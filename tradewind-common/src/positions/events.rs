//! Derived position events.
//!
//! The execution engine emits these from the fill→position flow and feeds
//! them back through its own event path so strategies receive them uniformly
//! with order events.

use chrono::{DateTime, Utc};
use rust_decimal::Decimal;
use serde::{Deserialize, Serialize};
use uuid::Uuid;

use super::position::MarketPosition;
use crate::identifiers::{PositionId, StrategyId, Symbol};
use crate::orders::OrderSide;
use crate::types::{Money, Quantity};

/// A new position was opened by a first fill.
#[derive(Debug, Clone, PartialEq, Eq, Serialize, Deserialize)]
pub struct PositionOpened {
    pub position_id: PositionId,
    pub strategy_id: StrategyId,
    pub symbol: Symbol,
    pub entry_direction: OrderSide,
    pub quantity: Quantity,
    pub average_open_price: Decimal,
    pub id: Uuid,
    pub timestamp: DateTime<Utc>,
}

/// An open position changed size.
#[derive(Debug, Clone, PartialEq, Eq, Serialize, Deserialize)]
pub struct PositionModified {
    pub position_id: PositionId,
    pub strategy_id: StrategyId,
    pub symbol: Symbol,
    pub market_position: MarketPosition,
    pub quantity: Quantity,
    pub average_open_price: Decimal,
    pub realized_pnl: Money,
    pub id: Uuid,
    pub timestamp: DateTime<Utc>,
}

/// A position's net quantity returned to zero.
#[derive(Debug, Clone, PartialEq, Eq, Serialize, Deserialize)]
pub struct PositionClosed {
    pub position_id: PositionId,
    pub strategy_id: StrategyId,
    pub symbol: Symbol,
    pub realized_points: Decimal,
    pub realized_pnl: Money,
    pub opened_time: DateTime<Utc>,
    pub closed_time: DateTime<Utc>,
    pub id: Uuid,
    pub timestamp: DateTime<Utc>,
}

/// Tagged union over position events.
#[derive(Debug, Clone, PartialEq, Eq, Serialize, Deserialize)]
#[serde(tag = "type")]
pub enum PositionEventAny {
    Opened(PositionOpened),
    Modified(PositionModified),
    Closed(PositionClosed),
}

impl PositionEventAny {
    pub fn position_id(&self) -> &PositionId {
        match self {
            PositionEventAny::Opened(e) => &e.position_id,
            PositionEventAny::Modified(e) => &e.position_id,
            PositionEventAny::Closed(e) => &e.position_id,
        }
    }

    pub fn strategy_id(&self) -> &StrategyId {
        match self {
            PositionEventAny::Opened(e) => &e.strategy_id,
            PositionEventAny::Modified(e) => &e.strategy_id,
            PositionEventAny::Closed(e) => &e.strategy_id,
        }
    }

    pub fn event_id(&self) -> Uuid {
        match self {
            PositionEventAny::Opened(e) => e.id,
            PositionEventAny::Modified(e) => e.id,
            PositionEventAny::Closed(e) => e.id,
        }
    }

    pub fn timestamp(&self) -> DateTime<Utc> {
        match self {
            PositionEventAny::Opened(e) => e.timestamp,
            PositionEventAny::Modified(e) => e.timestamp,
            PositionEventAny::Closed(e) => e.timestamp,
        }
    }

    /// Name used as the `Type` label on the wire.
    pub fn type_name(&self) -> &'static str {
        match self {
            PositionEventAny::Opened(_) => "PositionOpened",
            PositionEventAny::Modified(_) => "PositionModified",
            PositionEventAny::Closed(_) => "PositionClosed",
        }
    }
}

impl From<PositionOpened> for PositionEventAny {
    fn from(e: PositionOpened) -> Self {
        PositionEventAny::Opened(e)
    }
}

impl From<PositionModified> for PositionEventAny {
    fn from(e: PositionModified) -> Self {
        PositionEventAny::Modified(e)
    }
}

impl From<PositionClosed> for PositionEventAny {
    fn from(e: PositionClosed) -> Self {
        PositionEventAny::Closed(e)
    }
}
★ ★ ★ ★ ★
Task item:
Return the whole listing, word for word.

Exercise result:
filename tradewind-common/src/positions/events.rs
//! Derived position events.
//!
//! The execution engine emits these from the fill→position flow and feeds
//! them back through its own event path so strategies receive them uniformly
//! with order events.

use chrono::{DateTime, Utc};
use rust_decimal::Decimal;
use serde::{Deserialize, Serialize};
use uuid::Uuid;

use super::position::MarketPosition;
use crate::identifiers::{PositionId, StrategyId, Symbol};
use crate::orders::OrderSide;
use crate::types::{Money, Quantity};

/// A new position was opened by a first fill.
#[derive(Debug, Clone, PartialEq, Eq, Serialize, Deserialize)]
pub struct PositionOpened {
    pub position_id: PositionId,
    pub strategy_id: StrategyId,
    pub symbol: Symbol,
    pub entry_direction: OrderSide,
    pub quantity: Quantity,
    pub average_open_price: Decimal,
    pub id: Uuid,
    pub timestamp: DateTime<Utc>,
}

/// An open position changed size.
#[derive(Debug, Clone, PartialEq, Eq, Serialize, Deserialize)]
pub struct PositionModified {
    pub position_id: PositionId,
    pub strategy_id: StrategyId,
    pub symbol: Symbol,
    pub market_position: MarketPosition,
    pub quantity: Quantity,
    pub average_open_price: Decimal,
    pub realized_pnl: Money,
    pub id: Uuid,
    pub timestamp: DateTime<Utc>,
}

/// A position's net quantity returned to zero.
#[derive(Debug, Clone, PartialEq, Eq, Serialize, Deserialize)]
pub struct PositionClosed {
    pub position_id: PositionId,
    pub strategy_id: StrategyId,
    pub symbol: Symbol,
    pub realized_points: Decimal,
    pub realized_pnl: Money,
    pub opened_time: DateTime<Utc>,
    pub closed_time: DateTime<Utc>,
    pub id: Uuid,
    pub timestamp: DateTime<Utc>,
}

/// Tagged union over position events.
#[derive(Debug, Clone, PartialEq, Eq, Serialize, Deserialize)]
#[serde(tag = "type")]
pub enum PositionEventAny {
    Opened(PositionOpened),
    Modified(PositionModified),
    Closed(PositionClosed),
}

impl PositionEventAny {
    pub fn position_id(&self) -> &PositionId {
        match self {
            PositionEventAny::Opened(e) => &e.position_id,
            PositionEventAny::Modified(e) => &e.position_id,
            PositionEventAny::Closed(e) => &e.position_id,
        }
    }

    pub fn strategy_id(&self) -> &StrategyId {
        match self {
            PositionEventAny::Opened(e) => &e.strategy_id,
            PositionEventAny::Modified(e) => &e.strategy_id,
            PositionEventAny::Closed(e) => &e.strategy_id,
        }
    }

    pub fn event_id(&self) -> Uuid {
        match self {
            PositionEventAny::Opened(e) => e.id,
            PositionEventAny::Modified(e) => e.id,
            PositionEventAny::Closed(e) => e.id,
        }
    }

    pub fn timestamp(&self) -> DateTime<Utc> {
        match self {
            PositionEventAny::Opened(e) => e.timestamp,
            PositionEventAny::Modified(e) => e.timestamp,
            PositionEventAny::Closed(e) => e.timestamp,
        }
    }

    /// Name used as the `Type` label on the wire.
    pub fn type_name(&self) -> &'static str {
        match self {
            PositionEventAny::Opened(_) => "PositionOpened",
            PositionEventAny::Modified(_) => "PositionModified",
            PositionEventAny::Closed(_) => "PositionClosed",
        }
    }
}

impl From<PositionOpened> for PositionEventAny {
    fn from(e: PositionOpened) -> Self {
        PositionEventAny::Opened(e)
    }
}

impl From<PositionModified> for PositionEventAny {
    fn from(e: PositionModified) -> Self {
        PositionEventAny::Modified(e)
    }
}

impl From<PositionClosed> for PositionEventAny {
    fn from(e: PositionClosed) -> Self {
        PositionEventAny::Closed(e)
    }
}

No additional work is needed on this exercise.